## Data to examine
--------------------

//! Failing brain implementation - always returns the same error.

use brain_core::{async_trait, Brain, BrainError, Reply, ReplyRequest};

/// A brain whose every call fails with a fixed error.
#[derive(Debug, Clone)]
pub struct FailingBrain {
    error: BrainError,
}

impl FailingBrain {
    /// Create a brain failing with the given error.
    pub fn new(error: BrainError) -> Self {
        Self { error }
    }

    /// Create a brain that always reports a rate limit.
    pub fn rate_limited() -> Self {
        Self::new(BrainError::RateLimited("quota exhausted".to_string()))
    }
}

#[async_trait]
impl Brain for FailingBrain {
    async fn generate(&self, _request: ReplyRequest) -> Result<Reply, BrainError> {
        Err(self.error.clone())
    }

    fn name(&self) -> &str {
        "FailingBrain"
    }
}

#[cfg(test)]
mod tests {
    use super::*;
    use crate::test_request;

    #[tokio::test]
    async fn test_always_fails() {
        let brain = FailingBrain::rate_limited();
        let err = brain.generate(test_request("hi")).await.unwrap_err();
        assert!(matches!(err, BrainError::RateLimited(_)));
    }
}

--------------------

## Task directions
Return only the stretch of the material above from the line holding "a fixed error." through the line holding "pub fn rate_limited()", copied exactly.

## Task solution
/// A brain whose every call fails with a fixed error.
#[derive(Debug, Clone)]
pub struct FailingBrain {
    error: BrainError,
}

impl FailingBrain {
    /// Create a brain failing with the given error.
    pub fn new(error: BrainError) -> Self {
        Self { error }
    }

    /// Create a brain that always reports a rate limit.
    pub fn rate_limited() -> Self {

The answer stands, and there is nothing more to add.